##### TASK INPUT #####
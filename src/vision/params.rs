/// Tuning of the card pipeline
#[derive(Debug, Clone, PartialEq)]
pub struct PipelineParams {
    /// Gaussian kernel size applied to the frame before thresholding
    pub card_blur_kernel: u32,
    /// Polygon approximation tolerance as a fraction of the card contour perimeter
    pub card_epsilon: f64,
    /// Smallest quadrilateral area in px² which might be a card
    pub min_card_area: f64,
    /// Most cards analysed per frame
    pub max_cards: usize,

    /// Size of the rectified card image
    pub card_width: u32,
    pub card_height: u32,

    /// Gaussian kernel size applied to a rectified card before thresholding
    pub shape_blur_kernel: u32,
    /// Polygon approximation tolerance as a fraction of the symbol contour perimeter
    pub shape_epsilon: f64,
    /// Smallest contour area in px² which might be a symbol
    pub min_shape_area: f64,

    /// Width of the band around symbol outlines used to sample colour
    pub border_width: u32,
    /// How much one normalised channel must beat the others by
    pub color_min_diff: f64,
    /// Symbol to card brightness ratio above which a symbol is empty
    pub blank_ratio: f64,
    /// Symbol to card brightness ratio below which a symbol is filled in
    pub solid_ratio: f64,
}

impl Default for PipelineParams {
    fn default() -> Self {
        Self {
            card_blur_kernel: 5,
            card_epsilon: 0.04,
            min_card_area: 500.0,
            max_cards: 18,

            card_width: 200,
            card_height: 310,

            shape_blur_kernel: 3,
            shape_epsilon: 0.02,
            min_shape_area: 2000.0,

            border_width: 10,
            color_min_diff: 0.02,
            blank_ratio: 0.97,
            solid_ratio: 0.2,
        }
    }
}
#####
TASK PROMPT
Which lines above hold the string "tolerance"? Copy every one of them.

TASK OUTPUT
    /// Polygon approximation tolerance as a fraction of the card contour perimeter
    /// Polygon approximation tolerance as a fraction of the symbol contour perimeter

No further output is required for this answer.